HOW TO COMPLETE THIS TASK — Every record shown here must be duplicated without change.

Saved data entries
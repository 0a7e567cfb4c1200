//! IIC master talking to an 8KB serial EEPROM. Each byte is strobed by a
//! one-shot millisecond timer; the next byte goes out when firmware clears
//! the interrupt-pending flag in IICCON.

use crate::bits::{bit, bits, combine};

pub const EEPROM_SIZE: usize = 0x2000;

const IICCON: usize = 0;
const IICSTAT: usize = 1;
const IICDS: usize = 3;

// EEPROM device address byte for a write transaction.
const EEPROM_WRITE_ADDR: u8 = 0xA0;

/// What the facade must do after a register write.
#[derive(PartialEq, Eq, Debug)]
pub enum IicWrite {
    None,
    /// Start condition: arm the byte timer.
    Start,
    /// Stop condition: cancel it.
    Stop,
    /// Interrupt acknowledged mid-transfer: re-arm for the next byte.
    Resume,
}

pub struct IicBus {
    regs: [u32; 4],
    data: [u8; 4],
    data_index: usize,
    address: u16,
    eeprom: Vec<u8>,
}

impl IicBus {
    pub fn new() -> Self {
        IicBus {
            regs: [0; 4],
            data: [0; 4],
            data_index: 0,
            address: 0,
            eeprom: vec![0xFF; EEPROM_SIZE],
        }
    }

    /// Clear the register and transfer state. EEPROM contents persist
    /// across reset like the real part.
    pub fn reset(&mut self) {
        self.regs = [0; 4];
        self.data = [0; 4];
        self.data_index = 0;
        self.address = 0;
    }

    pub fn eeprom(&self) -> &[u8] {
        &self.eeprom
    }

    pub fn load_eeprom(&mut self, data: &[u8]) {
        let n = data.len().min(self.eeprom.len());
        self.eeprom[..n].copy_from_slice(&data[..n]);
    }

    pub fn read(&self, offset: usize) -> u32 {
        let data = self.regs.get(offset).copied().unwrap_or(0);
        match offset {
            // Status bits in the low nibble always read clear.
            IICSTAT => data & !0x0000_000F,
            _ => data,
        }
    }

    pub fn write(&mut self, offset: usize, data: u32, mask: u32) -> IicWrite {
        let Some(reg) = self.regs.get_mut(offset) else {
            return IicWrite::None;
        };
        combine(reg, data, mask);
        match offset {
            IICCON => {
                let pending = bit(data, 4);
                let busy = bit(self.regs[IICSTAT], 5);
                if pending == 0 && busy != 0 {
                    IicWrite::Resume
                } else {
                    IicWrite::None
                }
            }
            IICSTAT => {
                if bit(data, 5) != 0 {
                    self.data_index = 0;
                    IicWrite::Start
                } else {
                    IicWrite::Stop
                }
            }
            _ => IicWrite::None,
        }
    }

    /// One byte strobe. Returns true when INT_IIC should be raised.
    pub fn timer_tick(&mut self) -> bool {
        let mode = bits(self.regs[IICSTAT], 7, 6);
        match mode {
            // Master receive: first strobe clocks out the device address,
            // later ones fetch the EEPROM byte at the latched word address.
            // The address does not advance; sequential reads re-latch it.
            2 => {
                if self.data_index == 0 {
                    log::trace!("iic: rx address byte {:02X}", self.regs[IICDS] & 0xFF);
                } else {
                    let value = self.eeprom_read(self.address);
                    self.regs[IICDS] = (self.regs[IICDS] & !0xFF) | u32::from(value);
                }
                self.data_index += 1;
            }
            // Master transmit: collect device address, word address, data.
            3 => {
                let byte = (self.regs[IICDS] & 0xFF) as u8;
                if self.data_index < self.data.len() {
                    self.data[self.data_index] = byte;
                }
                self.data_index += 1;
                if self.data_index == 3 {
                    self.address = (u16::from(self.data[1]) << 8) | u16::from(self.data[2]);
                }
                if self.data_index == 4 && self.data[0] == EEPROM_WRITE_ADDR {
                    self.eeprom_write(self.address, byte);
                }
            }
            _ => {
                log::warn!("iic: unsupported mode {mode}");
            }
        }
        bit(self.regs[IICCON], 5) != 0
    }

    fn eeprom_read(&self, address: u16) -> u8 {
        self.eeprom[address as usize & (EEPROM_SIZE - 1)]
    }

    fn eeprom_write(&mut self, address: u16, value: u8) {
        self.eeprom[address as usize & (EEPROM_SIZE - 1)] = value;
    }
}

impl Default for IicBus {
    fn default() -> Self {
        Self::new()
    }
}
//! Bitfield helpers shared by the register banks.

/// Extract bit `n` of `x`.
#[inline]
pub const fn bit(x: u32, n: u32) -> u32 {
    (x >> n) & 1
}

/// Extract bits `hi..=lo` of `x`, right-aligned.
#[inline]
pub const fn bits(x: u32, hi: u32, lo: u32) -> u32 {
    (x >> lo) & (u32::MAX >> (31 - (hi - lo)))
}

/// Merge `data` into `reg` under `mask`. Bus accesses narrower than a full
/// word arrive with a partial mask.
#[inline]
pub fn combine(reg: &mut u32, data: u32, mask: u32) {
    *reg = (*reg & !mask) | (data & mask);
}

EXPECTED OUTPUT —
repository 0a7e567cfb4c1200
//! IIC master talking to an 8KB serial EEPROM. Each byte is strobed by a
//! one-shot millisecond timer; the next byte goes out when firmware clears
//! the interrupt-pending flag in IICCON.

use crate::bits::{bit, bits, combine};

pub const EEPROM_SIZE: usize = 0x2000;

const IICCON: usize = 0;
const IICSTAT: usize = 1;
const IICDS: usize = 3;

// EEPROM device address byte for a write transaction.
const EEPROM_WRITE_ADDR: u8 = 0xA0;

/// What the facade must do after a register write.
#[derive(PartialEq, Eq, Debug)]
pub enum IicWrite {
    None,
    /// Start condition: arm the byte timer.
    Start,
    /// Stop condition: cancel it.
    Stop,
    /// Interrupt acknowledged mid-transfer: re-arm for the next byte.
    Resume,
}

pub struct IicBus {
    regs: [u32; 4],
    data: [u8; 4],
    data_index: usize,
    address: u16,
    eeprom: Vec<u8>,
}

impl IicBus {
    pub fn new() -> Self {
        IicBus {
            regs: [0; 4],
            data: [0; 4],
            data_index: 0,
            address: 0,
            eeprom: vec![0xFF; EEPROM_SIZE],
        }
    }

    /// Clear the register and transfer state. EEPROM contents persist
    /// across reset like the real part.
    pub fn reset(&mut self) {
        self.regs = [0; 4];
        self.data = [0; 4];
        self.data_index = 0;
        self.address = 0;
    }

    pub fn eeprom(&self) -> &[u8] {
        &self.eeprom
    }

    pub fn load_eeprom(&mut self, data: &[u8]) {
        let n = data.len().min(self.eeprom.len());
        self.eeprom[..n].copy_from_slice(&data[..n]);
    }

    pub fn read(&self, offset: usize) -> u32 {
        let data = self.regs.get(offset).copied().unwrap_or(0);
        match offset {
            // Status bits in the low nibble always read clear.
            IICSTAT => data & !0x0000_000F,
            _ => data,
        }
    }

    pub fn write(&mut self, offset: usize, data: u32, mask: u32) -> IicWrite {
        let Some(reg) = self.regs.get_mut(offset) else {
            return IicWrite::None;
        };
        combine(reg, data, mask);
        match offset {
            IICCON => {
                let pending = bit(data, 4);
                let busy = bit(self.regs[IICSTAT], 5);
                if pending == 0 && busy != 0 {
                    IicWrite::Resume
                } else {
                    IicWrite::None
                }
            }
            IICSTAT => {
                if bit(data, 5) != 0 {
                    self.data_index = 0;
                    IicWrite::Start
                } else {
                    IicWrite::Stop
                }
            }
            _ => IicWrite::None,
        }
    }

    /// One byte strobe. Returns true when INT_IIC should be raised.
    pub fn timer_tick(&mut self) -> bool {
        let mode = bits(self.regs[IICSTAT], 7, 6);
        match mode {
            // Master receive: first strobe clocks out the device address,
            // later ones fetch the EEPROM byte at the latched word address.
            // The address does not advance; sequential reads re-latch it.
            2 => {
                if self.data_index == 0 {
                    log::trace!("iic: rx address byte {:02X}", self.regs[IICDS] & 0xFF);
                } else {
                    let value = self.eeprom_read(self.address);
                    self.regs[IICDS] = (self.regs[IICDS] & !0xFF) | u32::from(value);
                }
                self.data_index += 1;
            }
            // Master transmit: collect device address, word address, data.
            3 => {
                let byte = (self.regs[IICDS] & 0xFF) as u8;
                if self.data_index < self.data.len() {
                    self.data[self.data_index] = byte;
                }
                self.data_index += 1;
                if self.data_index == 3 {
                    self.address = (u16::from(self.data[1]) << 8) | u16::from(self.data[2]);
                }
                if self.data_index == 4 && self.data[0] == EEPROM_WRITE_ADDR {
                    self.eeprom_write(self.address, byte);
                }
            }
            _ => {
                log::warn!("iic: unsupported mode {mode}");
            }
        }
        bit(self.regs[IICCON], 5) != 0
    }

    fn eeprom_read(&self, address: u16) -> u8 {
        self.eeprom[address as usize & (EEPROM_SIZE - 1)]
    }

    fn eeprom_write(&mut self, address: u16, value: u8) {
        self.eeprom[address as usize & (EEPROM_SIZE - 1)] = value;
    }
}

impl Default for IicBus {
    fn default() -> Self {
        Self::new()
    }
}
//! Bitfield helpers shared by the register banks.

/// Extract bit `n` of `x`.
#[inline]
pub const fn bit(x: u32, n: u32) -> u32 {
    (x >> n) & 1
}

/// Extract bits `hi..=lo` of `x`, right-aligned.
#[inline]
pub const fn bits(x: u32, hi: u32, lo: u32) -> u32 {
    (x >> lo) & (u32::MAX >> (31 - (hi - lo)))
}

/// Merge `data` into `reg` under `mask`. Bus accesses narrower than a full
/// word arrive with a partial mask.
#[inline]
pub fn combine(reg: &mut u32, data: u32, mask: u32) {
    *reg = (*reg & !mask) | (data & mask);
}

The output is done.